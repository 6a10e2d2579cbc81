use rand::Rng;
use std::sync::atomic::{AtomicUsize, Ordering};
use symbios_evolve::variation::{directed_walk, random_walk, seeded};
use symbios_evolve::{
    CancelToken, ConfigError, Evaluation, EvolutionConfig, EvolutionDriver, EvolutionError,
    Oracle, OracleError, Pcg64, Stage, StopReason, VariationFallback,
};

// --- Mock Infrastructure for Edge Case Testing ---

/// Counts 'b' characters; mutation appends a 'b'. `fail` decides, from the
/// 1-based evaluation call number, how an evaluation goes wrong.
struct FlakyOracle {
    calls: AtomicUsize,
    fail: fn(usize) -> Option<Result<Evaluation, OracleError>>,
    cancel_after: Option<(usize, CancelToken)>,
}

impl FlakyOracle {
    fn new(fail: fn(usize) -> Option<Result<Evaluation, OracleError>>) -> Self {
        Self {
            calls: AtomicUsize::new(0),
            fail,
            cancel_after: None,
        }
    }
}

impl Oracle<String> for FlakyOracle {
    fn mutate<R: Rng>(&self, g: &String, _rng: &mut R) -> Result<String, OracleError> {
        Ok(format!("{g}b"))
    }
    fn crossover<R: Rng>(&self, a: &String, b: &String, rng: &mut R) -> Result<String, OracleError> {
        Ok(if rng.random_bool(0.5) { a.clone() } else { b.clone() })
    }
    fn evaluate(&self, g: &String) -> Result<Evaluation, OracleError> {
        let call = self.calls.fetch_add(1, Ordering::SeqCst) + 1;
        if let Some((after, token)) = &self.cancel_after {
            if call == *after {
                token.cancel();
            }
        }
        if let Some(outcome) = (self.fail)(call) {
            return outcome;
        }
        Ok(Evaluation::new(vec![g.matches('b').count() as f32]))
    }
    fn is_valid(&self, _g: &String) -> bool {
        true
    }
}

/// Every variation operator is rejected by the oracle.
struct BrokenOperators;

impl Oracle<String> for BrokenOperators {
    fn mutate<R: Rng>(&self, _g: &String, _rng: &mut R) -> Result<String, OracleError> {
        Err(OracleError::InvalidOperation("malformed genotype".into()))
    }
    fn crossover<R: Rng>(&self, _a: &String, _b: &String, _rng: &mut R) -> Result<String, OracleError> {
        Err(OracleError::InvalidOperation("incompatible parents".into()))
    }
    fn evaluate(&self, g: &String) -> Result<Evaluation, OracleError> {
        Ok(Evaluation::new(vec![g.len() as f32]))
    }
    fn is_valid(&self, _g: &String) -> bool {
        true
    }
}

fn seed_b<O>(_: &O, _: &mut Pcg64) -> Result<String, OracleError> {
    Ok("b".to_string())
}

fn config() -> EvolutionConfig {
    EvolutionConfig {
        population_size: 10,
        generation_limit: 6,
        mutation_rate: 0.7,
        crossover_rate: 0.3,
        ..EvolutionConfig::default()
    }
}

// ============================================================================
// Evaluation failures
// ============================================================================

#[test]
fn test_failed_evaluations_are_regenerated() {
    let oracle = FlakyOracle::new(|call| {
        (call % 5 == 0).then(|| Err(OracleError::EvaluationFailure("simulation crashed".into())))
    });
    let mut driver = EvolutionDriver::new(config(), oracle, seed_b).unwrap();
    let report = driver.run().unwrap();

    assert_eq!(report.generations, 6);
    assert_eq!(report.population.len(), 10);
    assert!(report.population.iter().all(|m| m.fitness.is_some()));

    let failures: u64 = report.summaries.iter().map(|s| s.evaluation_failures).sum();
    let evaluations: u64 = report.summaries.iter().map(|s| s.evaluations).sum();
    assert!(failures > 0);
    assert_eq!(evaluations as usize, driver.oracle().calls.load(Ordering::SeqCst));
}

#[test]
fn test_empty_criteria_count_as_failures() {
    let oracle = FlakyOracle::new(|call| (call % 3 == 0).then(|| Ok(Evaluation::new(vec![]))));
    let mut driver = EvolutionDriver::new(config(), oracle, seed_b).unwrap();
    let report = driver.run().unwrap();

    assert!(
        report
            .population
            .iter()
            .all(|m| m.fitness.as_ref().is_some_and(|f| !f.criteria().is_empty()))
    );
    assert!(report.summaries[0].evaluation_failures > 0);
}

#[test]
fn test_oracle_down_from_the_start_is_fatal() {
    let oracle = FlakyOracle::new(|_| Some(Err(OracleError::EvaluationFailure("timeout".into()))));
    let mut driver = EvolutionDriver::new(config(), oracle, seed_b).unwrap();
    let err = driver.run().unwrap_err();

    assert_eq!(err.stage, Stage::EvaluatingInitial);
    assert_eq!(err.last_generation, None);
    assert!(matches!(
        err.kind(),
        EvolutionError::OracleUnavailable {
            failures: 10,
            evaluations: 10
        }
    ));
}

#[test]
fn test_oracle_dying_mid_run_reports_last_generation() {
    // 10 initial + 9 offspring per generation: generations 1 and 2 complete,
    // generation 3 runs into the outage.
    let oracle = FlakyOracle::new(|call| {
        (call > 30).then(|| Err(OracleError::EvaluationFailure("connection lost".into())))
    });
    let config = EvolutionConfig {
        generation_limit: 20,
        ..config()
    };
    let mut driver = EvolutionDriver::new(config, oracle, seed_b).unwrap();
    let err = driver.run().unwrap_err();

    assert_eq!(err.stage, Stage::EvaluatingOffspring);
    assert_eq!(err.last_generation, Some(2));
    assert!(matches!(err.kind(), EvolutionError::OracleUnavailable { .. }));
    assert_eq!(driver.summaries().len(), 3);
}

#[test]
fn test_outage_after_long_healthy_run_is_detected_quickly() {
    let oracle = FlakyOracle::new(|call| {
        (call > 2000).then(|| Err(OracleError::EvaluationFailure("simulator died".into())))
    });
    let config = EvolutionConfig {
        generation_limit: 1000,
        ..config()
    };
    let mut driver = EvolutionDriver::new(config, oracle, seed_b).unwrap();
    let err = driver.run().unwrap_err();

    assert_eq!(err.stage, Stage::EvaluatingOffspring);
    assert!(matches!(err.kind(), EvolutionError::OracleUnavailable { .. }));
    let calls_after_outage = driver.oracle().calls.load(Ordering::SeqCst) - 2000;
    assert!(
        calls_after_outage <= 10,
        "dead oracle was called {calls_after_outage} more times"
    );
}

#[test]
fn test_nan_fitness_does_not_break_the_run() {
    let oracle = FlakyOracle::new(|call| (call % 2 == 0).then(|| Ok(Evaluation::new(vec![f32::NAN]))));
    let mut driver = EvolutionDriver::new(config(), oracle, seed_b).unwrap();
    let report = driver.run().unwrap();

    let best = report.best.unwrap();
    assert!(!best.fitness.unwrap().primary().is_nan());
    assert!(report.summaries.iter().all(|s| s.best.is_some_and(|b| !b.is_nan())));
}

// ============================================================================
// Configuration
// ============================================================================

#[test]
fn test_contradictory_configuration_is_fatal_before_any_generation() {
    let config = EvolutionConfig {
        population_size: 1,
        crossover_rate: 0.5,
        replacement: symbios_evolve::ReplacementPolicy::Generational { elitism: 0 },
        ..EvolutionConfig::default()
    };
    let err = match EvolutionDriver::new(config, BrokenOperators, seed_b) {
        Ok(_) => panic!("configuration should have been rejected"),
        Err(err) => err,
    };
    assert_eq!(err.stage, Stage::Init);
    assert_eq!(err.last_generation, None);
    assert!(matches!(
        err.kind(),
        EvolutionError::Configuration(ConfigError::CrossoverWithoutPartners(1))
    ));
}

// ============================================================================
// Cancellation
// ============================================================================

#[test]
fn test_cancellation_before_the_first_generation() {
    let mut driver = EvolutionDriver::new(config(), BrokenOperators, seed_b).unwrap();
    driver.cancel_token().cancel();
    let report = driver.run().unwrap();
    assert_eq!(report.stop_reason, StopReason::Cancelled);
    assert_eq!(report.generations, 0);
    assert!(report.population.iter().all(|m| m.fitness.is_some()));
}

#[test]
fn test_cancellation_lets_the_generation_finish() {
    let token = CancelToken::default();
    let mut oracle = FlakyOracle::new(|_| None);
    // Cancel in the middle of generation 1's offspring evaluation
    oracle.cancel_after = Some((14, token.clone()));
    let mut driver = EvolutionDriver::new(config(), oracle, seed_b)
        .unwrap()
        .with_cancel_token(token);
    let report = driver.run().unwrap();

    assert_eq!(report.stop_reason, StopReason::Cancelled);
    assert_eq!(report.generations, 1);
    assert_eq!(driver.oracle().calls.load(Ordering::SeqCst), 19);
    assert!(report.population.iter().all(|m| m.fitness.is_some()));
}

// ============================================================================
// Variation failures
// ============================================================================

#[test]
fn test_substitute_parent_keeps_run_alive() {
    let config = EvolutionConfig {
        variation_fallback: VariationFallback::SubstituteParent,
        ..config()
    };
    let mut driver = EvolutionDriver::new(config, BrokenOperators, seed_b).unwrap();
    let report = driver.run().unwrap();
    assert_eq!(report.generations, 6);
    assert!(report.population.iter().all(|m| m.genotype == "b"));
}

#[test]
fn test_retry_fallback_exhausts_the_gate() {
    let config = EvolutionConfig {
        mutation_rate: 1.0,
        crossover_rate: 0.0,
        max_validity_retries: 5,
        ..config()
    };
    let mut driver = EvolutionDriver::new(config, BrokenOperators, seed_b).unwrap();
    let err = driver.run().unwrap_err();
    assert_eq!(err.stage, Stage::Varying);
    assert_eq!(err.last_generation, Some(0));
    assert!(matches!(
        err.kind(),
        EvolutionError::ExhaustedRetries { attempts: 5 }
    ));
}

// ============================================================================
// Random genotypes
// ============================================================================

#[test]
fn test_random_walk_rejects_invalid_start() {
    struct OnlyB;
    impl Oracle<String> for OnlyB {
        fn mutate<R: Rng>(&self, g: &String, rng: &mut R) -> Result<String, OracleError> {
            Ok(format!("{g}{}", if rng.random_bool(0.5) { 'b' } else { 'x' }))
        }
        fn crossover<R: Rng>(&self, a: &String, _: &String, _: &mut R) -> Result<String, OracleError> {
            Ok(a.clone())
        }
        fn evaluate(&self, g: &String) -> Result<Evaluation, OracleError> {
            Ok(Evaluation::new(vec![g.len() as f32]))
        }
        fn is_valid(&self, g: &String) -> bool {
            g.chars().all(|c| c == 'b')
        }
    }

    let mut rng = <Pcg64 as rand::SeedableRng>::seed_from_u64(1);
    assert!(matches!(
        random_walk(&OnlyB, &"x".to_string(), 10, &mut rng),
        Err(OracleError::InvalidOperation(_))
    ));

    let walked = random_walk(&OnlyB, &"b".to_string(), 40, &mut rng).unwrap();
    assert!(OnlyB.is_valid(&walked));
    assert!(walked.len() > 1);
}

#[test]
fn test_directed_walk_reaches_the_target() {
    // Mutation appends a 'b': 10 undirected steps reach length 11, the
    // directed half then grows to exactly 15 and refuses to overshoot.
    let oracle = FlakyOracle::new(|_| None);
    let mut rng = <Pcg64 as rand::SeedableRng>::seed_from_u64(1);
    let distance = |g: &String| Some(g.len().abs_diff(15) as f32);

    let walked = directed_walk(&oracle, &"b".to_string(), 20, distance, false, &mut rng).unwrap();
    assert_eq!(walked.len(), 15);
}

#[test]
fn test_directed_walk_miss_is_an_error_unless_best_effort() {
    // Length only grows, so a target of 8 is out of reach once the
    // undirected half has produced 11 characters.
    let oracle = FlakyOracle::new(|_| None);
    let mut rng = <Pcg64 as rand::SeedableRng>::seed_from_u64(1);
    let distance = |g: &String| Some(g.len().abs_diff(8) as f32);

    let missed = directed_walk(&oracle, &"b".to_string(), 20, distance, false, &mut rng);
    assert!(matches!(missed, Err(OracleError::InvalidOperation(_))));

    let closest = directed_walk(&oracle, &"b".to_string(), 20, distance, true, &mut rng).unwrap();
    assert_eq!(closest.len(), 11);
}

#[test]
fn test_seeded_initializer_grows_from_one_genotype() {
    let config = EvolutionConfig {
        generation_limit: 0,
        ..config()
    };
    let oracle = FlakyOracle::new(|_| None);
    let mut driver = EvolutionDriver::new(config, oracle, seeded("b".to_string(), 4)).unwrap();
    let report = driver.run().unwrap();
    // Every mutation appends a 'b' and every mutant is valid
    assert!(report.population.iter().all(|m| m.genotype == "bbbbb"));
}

--- ABOUT THIS EXERCISE ---
Reproduce, character for character, only the lines of the preceding data that start at the line with "assert_eq!(err.last_generation, Some(0));" and end at the line with "fn is_valid(&self, g: &String)", both included.

--- SOLUTION TO THE EXERCISE ---
    assert_eq!(err.last_generation, Some(0));
    assert!(matches!(
        err.kind(),
        EvolutionError::ExhaustedRetries { attempts: 5 }
    ));
}

// ============================================================================
// Random genotypes
// ============================================================================

#[test]
fn test_random_walk_rejects_invalid_start() {
    struct OnlyB;
    impl Oracle<String> for OnlyB {
        fn mutate<R: Rng>(&self, g: &String, rng: &mut R) -> Result<String, OracleError> {
            Ok(format!("{g}{}", if rng.random_bool(0.5) { 'b' } else { 'x' }))
        }
        fn crossover<R: Rng>(&self, a: &String, _: &String, _: &mut R) -> Result<String, OracleError> {
            Ok(a.clone())
        }
        fn evaluate(&self, g: &String) -> Result<Evaluation, OracleError> {
            Ok(Evaluation::new(vec![g.len() as f32]))
        }
        fn is_valid(&self, g: &String) -> bool {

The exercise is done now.